Do total de pacientes do estudo, 19 (90,5%) realizaram ultrassonografia cerebral entre o 1º e o 5º dia de vida. Desses pacientes, oito (42,1%) apresentaram edema cerebral precoce e três apresentaram hemorragia cerebral (15,8%). Quanto ao desfecho secundário de alterações nos exames de imagem), o edema precoce foi encontrado em 75,0% dos pacientes que não realizaram hipotermia terapêutica, dos pacientes que realizaram ultrassonografia (p=0,07). A ressonância magnética (RNM) de crânio foi realizada em 14 crianças (66,6% dos pacientes), sendo que 13 exames (93%) apresentaram alterações hipóxico-isquêmicas. Os achados mais comuns nas ressonâncias de ambos os grupos foram encefalomalácia multicística (35,7%), lesões de substância branca (28,6%) e lesões dos núcleos lenticulares (21,4%). Os óbitos ocorreram em 3 pacientes do grupo controle e em 1 paciente do grupo hipotermia, para o qual foi realizado acompanhamento de cuidados paliativos.


DISCUSSÃO

Durante as últimas duas décadas, as evidências dos estudos experimentais e clínicos sugerem que a hipotermia terapêutica reduz a lesão cerebral e melhora o desfecho neurológico18-22. Neste estudo podemos observar que o sexo masculino foi predominantemente mais afetado, corroborando com os achados na literatura. Diferentemente disto, quando comparamos a via de parto, encontramos em nosso estudo um aumento de frequência das anóxias neonatais em partos vaginais, o que difere de alguns achados na literatura23,24.

A hipotermia cerebral, induzida pelo resfriamento externo nas primeiras seis horas após a asfixia perinatal, é o único tratamento atualmente empregado para reduzir mortes e incapacidades, apenas em bebês nascidos a termo13,20. Esse resfriamento diminui o risco de morte ou deficiência neurológica importante e aumenta a taxa de sobrevivência com funções neurológicas normais aos 18 meses de idade20,21. No presente estudo o início da aceitação da dieta por via oral foi significativamente menor em relação ao grupo que não foi submetido a hipotermia, sendo aceitação da dieta via oral uma forma de avaliar o desenvolvimento. Esse achado é similar ao encontrado em uma revisão da Cochrane do ano de 2007, que demonstrou o benefício da hipotermia terapêutica em recém-nascidos a termo ou pré-termo tardio com EHI. Ao todo, 11 ensaios clínicos randomizados e 1505 bebês com encefalopatia moderada a grave e evidência de asfixia intraparto foram incluídos nesta revisão. A hipotermia terapêutica teve significância estatística na redução de morte ou atraso no desenvolvimento neurológico grave aos 18 meses de idade21,25.

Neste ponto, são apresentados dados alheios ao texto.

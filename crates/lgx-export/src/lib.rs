//! # lgx-export: Milestone Snapshots
//!
//! Captures a shipment's milestone sequence as a flat, localized
//! [`Snapshot`] and renders it as JSON, YAML or CSV text.
//!
//! A snapshot's [`Snapshot::content_digest`] covers everything except the
//! capture time, so two exports of an unchanged sequence carry the same
//! digest.

pub mod error;
pub mod snapshot;

pub use error::ExportError;
pub use snapshot::{render, ExportFormat, Snapshot, SnapshotRow};
//! Completion progress over the selected subsequence.

use serde::{Deserialize, Serialize};

use crate::milestone::MilestoneSequence;

/// Completed-versus-selected counts with a rounded percentage.
#[derive(Debug, Clone, Copy, PartialEq, Eq, Hash, Default, Serialize, Deserialize)]
pub struct Progress {
    /// Selected milestones that are completed.
    pub completed_count: usize,
    /// Selected milestones.
    pub selected_count: usize,
    /// `round(100 * completed / selected)`, halves rounded up; `0` when
    /// nothing is selected.
    pub percentage: u8,
}

impl Progress {
    /// Whether every selected milestone is completed (and at least one is selected).
    pub fn is_finished(&self) -> bool {
        self.selected_count > 0 && self.completed_count == self.selected_count
    }
}

impl std::fmt::Display for Progress {
    fn fmt(&self, f: &mut std::fmt::Formatter<'_>) -> std::fmt::Result {
        write!(
            f,
            "{}/{} ({}%)",
            self.completed_count, self.selected_count, self.percentage
        )
    }
}

/// Compute progress for a sequence. Unselected milestones are ignored even
/// when they carry a completed flag.
pub fn progress(sequence: &MilestoneSequence) -> Progress {
    let (completed_count, selected_count) = sequence
        .selected()
        .fold((0usize, 0usize), |(done, total), m| {
            (done + usize::from(m.completed), total + 1)
        });
    Progress {
        completed_count,
        selected_count,
        percentage: percentage(completed_count, selected_count),
    }
}

fn percentage(completed: usize, selected: usize) -> u8 {
    if selected == 0 {
        return 0;
    }
    // floor(100c/s + 1/2) in integers.
    let (c, s) = (completed as u64, selected as u64);
    let pct = (200 * c + s) / (2 * s);
    u8::try_from(pct.min(100)).unwrap_or(100)
}
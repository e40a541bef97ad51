//! # Category and Department Classification
//!
//! Dashboards group milestones by category for colouring and route them to
//! a department for the agent work queues. Both views are computed from the
//! sequence on demand; neither affects ordering.

use std::collections::BTreeMap;

use serde::{Deserialize, Serialize};

use lgx_core::{Department, MilestoneCategory};

use crate::milestone::{Milestone, MilestoneSequence};
use crate::row_state::row_state_at;

/// Counts for one group of milestones.
#[derive(Debug, Clone, Copy, PartialEq, Eq, Default, Serialize, Deserialize)]
pub struct GroupSummary {
    /// Milestones in the group, selected or not.
    pub total: usize,
    /// Selected milestones in the group.
    pub selected: usize,
    /// Selected and completed milestones in the group.
    pub completed: usize,
    /// Selected milestones still open.
    pub pending: usize,
}

impl GroupSummary {
    fn add(&mut self, m: &Milestone) {
        self.total += 1;
        if m.selected {
            self.selected += 1;
            if m.completed {
                self.completed += 1;
            } else {
                self.pending += 1;
            }
        }
    }
}

/// Summary per category. Every category appears, in canonical order, even
/// when the sequence has no milestone of that category.
pub fn summarize_by_category(
    sequence: &MilestoneSequence,
) -> BTreeMap<MilestoneCategory, GroupSummary> {
    let mut out: BTreeMap<MilestoneCategory, GroupSummary> = MilestoneCategory::all()
        .iter()
        .map(|c| (*c, GroupSummary::default()))
        .collect();
    for m in sequence {
        out.entry(m.category).or_default().add(m);
    }
    out
}

/// Summary per department, using [`MilestoneCategory::department`].
pub fn summarize_by_department(sequence: &MilestoneSequence) -> BTreeMap<Department, GroupSummary> {
    let mut out: BTreeMap<Department, GroupSummary> = Department::all()
        .iter()
        .map(|d| (*d, GroupSummary::default()))
        .collect();
    for m in sequence {
        out.entry(m.category.department()).or_default().add(m);
    }
    out
}

/// Selected, incomplete milestones owned by `department`, in sequence order.
pub fn pending_for_department(sequence: &MilestoneSequence, department: Department) -> Vec<&Milestone> {
    sequence
        .iter()
        .filter(|m| m.selected && !m.completed && m.category.department() == department)
        .collect()
}

/// The first selected milestone that can be completed right now.
pub fn next_actionable(sequence: &MilestoneSequence) -> Option<&Milestone> {
    sequence.iter().enumerate().find_map(|(i, m)| {
        let can_complete = m.selected && row_state_at(sequence, i).is_some_and(|rs| rs.can_complete);
        can_complete.then_some(m)
    })
}

#[cfg(test)]
mod tests {
    use super::*;
    use crate::milestone::MilestoneDefinition;
    use lgx_core::MilestoneId;

    fn seq(rows: &[(&str, MilestoneCategory, bool, bool)]) -> MilestoneSequence {
        let milestones = rows
            .iter()
            .map(|(id, category, selected, completed)| {
                let mut m = Milestone::from_definition(MilestoneDefinition::new(
                    MilestoneId::new(*id).unwrap(),
                    *id,
                    *category,
                ));
                m.selected = *selected;
                m.completed = *completed;
                m
            })
            .collect();
        MilestoneSequence::from_milestones(milestones).unwrap()
    }

    fn sample() -> MilestoneSequence {
        use MilestoneCategory::*;
        seq(&[
            ("booking", Operations, true, true),
            ("declaration", Customs, true, true),
            ("inspection", Customs, false, false),
            ("departure", Transport, true, false),
            ("invoice", Commercial, true, false),
        ])
    }

    #[test]
    fn category_summary_counts() {
        let summary = summarize_by_category(&sample());
        assert_eq!(summary.len(), MilestoneCategory::all().len());
        let customs = summary[&MilestoneCategory::Customs];
        assert_eq!(customs.total, 2);
        assert_eq!(customs.selected, 1);
        assert_eq!(customs.completed, 1);
        assert_eq!(customs.pending, 0);
        assert_eq!(summary[&MilestoneCategory::Logistics], GroupSummary::default());
    }

    #[test]
    fn department_summary_folds_transport_into_operations() {
        let summary = summarize_by_department(&sample());
        let ops = summary[&Department::Operations];
        assert_eq!(ops.total, 2);
        assert_eq!(ops.completed, 1);
        assert_eq!(ops.pending, 1);
        assert_eq!(summary[&Department::Finance].pending, 1);
    }

    #[test]
    fn pending_queue_per_department() {
        let s = sample();
        let finance: Vec<_> = pending_for_department(&s, Department::Finance)
            .iter()
            .map(|m| m.id.as_str())
            .collect();
        assert_eq!(finance, vec!["invoice"]);
        assert!(pending_for_department(&s, Department::Customs).is_empty());
    }

    #[test]
    fn next_actionable_skips_completed_and_unselected() {
        let s = sample();
        assert_eq!(next_actionable(&s).unwrap().id.as_str(), "departure");
    }

    #[test]
    fn next_actionable_none_when_finished_or_empty() {
        use MilestoneCategory::*;
        let done = seq(&[("a", Operations, true, true), ("b", Customs, false, false)]);
        assert!(next_actionable(&done).is_none());
        assert!(next_actionable(&MilestoneSequence::default()).is_none());
    }
}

Meta-análise inglesa verificou redução de 19% no risco de morte e/ou acometimento neurológico avaliado aos 2 anos de idade, além de aumentar a sobrevida sem paralisia cerebral em 53%26. Resultados semelhantes têm sido observados em pacientes acompanhados até os 5 e 7 anos de idade que foram submetidos a hipotermia terapêutica13.

Os possíveis mecanismos de ação da hipotermia incluem: redução da demanda metabólica neuronal, redução do acúmulo de citocinas e prevenção do apoptose durante a fase secundária27. Estudos com animais demonstraram que a melhora do insulto hipóxico-isquêmico ocorre principalmente quando a terapia é iniciada até 90 minutos do insulto, no momento da reperfusão. Existe benefício comprovado até 5,5h do insulto, mas não há comprovação em iniciar a terapia após crises convulsivas e/ou passados mais de 6h do insulto28.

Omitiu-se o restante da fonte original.